Padahal Korea pernah “dijajah” Jepang (1876-1945) dan orang Korea punya dendam
kesumat kepada orang Jepang. Tetapi dendam itu tidak dibalaskan dengan perang
lagi atau agresi politik, melainkan dengan kerja keras yang menghasilkan
prestasi di bidang teknologi, ekonomi dan budaya. Dalam waktu 70 tahun kita
sama-sama melihat hasilnya.
Indonesia juga pernah dijajah Jepang, tidak lama, hanya 3,5 tahun,
tetapi rakyat sangat menderita selama masa penjajahan yang singkat itu.

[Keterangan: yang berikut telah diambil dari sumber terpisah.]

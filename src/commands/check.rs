//! `check` command: validate an entity descriptor without writing

use std::path::PathBuf;

use crate::config::Config;
use crate::model::entity::{parse_entity, EntityKind};
use crate::orchestrator::{StagingOptions, StagingOrchestrator};
use crate::output::Reporter;

pub struct CheckArgs {
    pub file: PathBuf,
    pub kind: EntityKind,
}

pub fn run(config: &Config, args: CheckArgs, reporter: &Reporter) -> i32 {
    let content = match super::read_descriptor(&args.file) {
        Ok(content) => content,
        Err(err) => {
            reporter.error(&format!("cannot read {}: {err}", args.file.display()));
            return 1;
        }
    };
    let spec = match parse_entity(&args.file, &content) {
        Ok(spec) => spec,
        Err(err) => {
            reporter.error(&err.to_string());
            return 1;
        }
    };

    // Full in-memory build surfaces the same validation the stage command
    // applies pre-flight, without touching the staging tree.
    let orchestrator = StagingOrchestrator::with_capabilities(
        super::resolve_base_dir(config, None),
        config.capabilities(),
    );
    let options = StagingOptions {
        dry_run: true,
        ..Default::default()
    };
    match orchestrator.stage(args.kind, &spec, &options) {
        Ok(result) => {
            println!(
                "{} valid: {} proposals ({})",
                result.entity_urn,
                result.mcps_created,
                result.aspects_included.join(", ")
            );
            0
        }
        Err(err) => {
            reporter.error(&err.to_string());
            1
        }
    }
}
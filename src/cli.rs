use std::path::PathBuf;

use clap::{Parser, Subcommand};

use metastage::EmitLayout;
use metastage::EntityKind;

/// metastage - staged metadata-change generator for data catalogs
#[derive(Parser, Debug)]
#[command(name = "metastage")]
#[command(author, version, about, long_about = None)]
pub struct Cli {
    /// Output results as JSON (for CI)
    #[arg(long, global = true)]
    pub json: bool,

    /// Verbosity level (-v, -vv, -vvv)
    #[arg(short, long, action = clap::ArgAction::Count, global = true)]
    pub verbose: u8,

    #[command(subcommand)]
    pub command: Commands,
}

#[derive(Subcommand, Debug)]
pub enum Commands {
    /// Stage one entity's change proposals to the staging tree
    Stage {
        /// Entity descriptor file (JSON or YAML)
        #[arg(short, long)]
        file: PathBuf,

        /// Entity kind
        #[arg(short, long, value_enum)]
        kind: EntityKind,

        /// Target environment (defaults to config, then "dev")
        #[arg(short, long)]
        environment: Option<String>,

        /// Staging user, appended to the entity's owners
        #[arg(short, long)]
        owner: Option<String>,

        /// Root of the staged-change tree
        #[arg(short, long)]
        base_dir: Option<PathBuf>,

        /// On-disk layout
        #[arg(long, value_enum)]
        layout: Option<EmitLayout>,

        /// Build and assemble but write nothing
        #[arg(long)]
        dry_run: bool,

        /// Disable one aspect facet (repeatable, kebab-case name)
        #[arg(long = "skip-aspect", value_name = "ASPECT")]
        skip_aspects: Vec<String>,
    },

    /// Stage a file containing a list of entities
    StageBatch {
        /// Batch descriptor file (JSON or YAML array)
        #[arg(short, long)]
        file: PathBuf,

        /// Entity kind
        #[arg(short, long, value_enum)]
        kind: EntityKind,

        /// Target environment (defaults to config, then "dev")
        #[arg(short, long)]
        environment: Option<String>,

        /// Staging user, appended to each entity's owners
        #[arg(short, long)]
        owner: Option<String>,

        /// Root of the staged-change tree
        #[arg(short, long)]
        base_dir: Option<PathBuf>,

        /// On-disk layout
        #[arg(long, value_enum)]
        layout: Option<EmitLayout>,

        /// Disable one aspect facet (repeatable, kebab-case name)
        #[arg(long = "skip-aspect", value_name = "ASPECT")]
        skip_aspects: Vec<String>,
    },

    /// Show a unified diff between the staged file and what would be staged
    Diff {
        /// Entity descriptor file (JSON or YAML)
        #[arg(short, long)]
        file: PathBuf,

        /// Entity kind
        #[arg(short, long, value_enum)]
        kind: EntityKind,

        /// Target environment (defaults to config, then "dev")
        #[arg(short, long)]
        environment: Option<String>,

        /// Staging user, appended to the entity's owners
        #[arg(short, long)]
        owner: Option<String>,

        /// Root of the staged-change tree
        #[arg(short, long)]
        base_dir: Option<PathBuf>,
    },

    /// Validate an entity descriptor without writing anything
    Check {
        /// Entity descriptor file (JSON or YAML)
        #[arg(short, long)]
        file: PathBuf,

        /// Entity kind
        #[arg(short, long, value_enum)]
        kind: EntityKind,
    },
}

Anehnya, walaupun akhirnya Jepang kalah Perang Dunia II dan Jepang diwajibkan
membayar pampasan perang kepada Indonesia, setelah 70 tahun Indonesia tidak
berhasil mengimbangi Jepang hampir di segala bidang. Malah di tahun 1974
terjadi peristiwa Malari (15 Januari), saat mahasiswa dan massa membakari
mobil-mobil bermerk Jepang. Orang Indonesia bukannya bekerja lebih giat untuk
menyaingi Jepang, tetapi menyalahkan dan menyerang si pesaing. Dalam psikologi
mentalitas seperti ini disebut “ekstra-punitif” (menghakimi pihak lain) yang
bersumber pada “pusat kendali eksternal” (external locus of control).
Menurut teori Pusat Kendali (locus of control: J.B. Rotter,
1954), ada dua macam tipe manusia, yaitu yang Pusat Kendalinya Internal dan
Eksternal. Orang dengan Pusat Kendali Internal (PKI) percaya bahwa dirinya
sendirilah yang menentukan apa yang akan terjadi dengan dirinya, bahkan
lingkungan di sekitarnya pun bisa dia kendalikan sesuai dengan kebutuhannya.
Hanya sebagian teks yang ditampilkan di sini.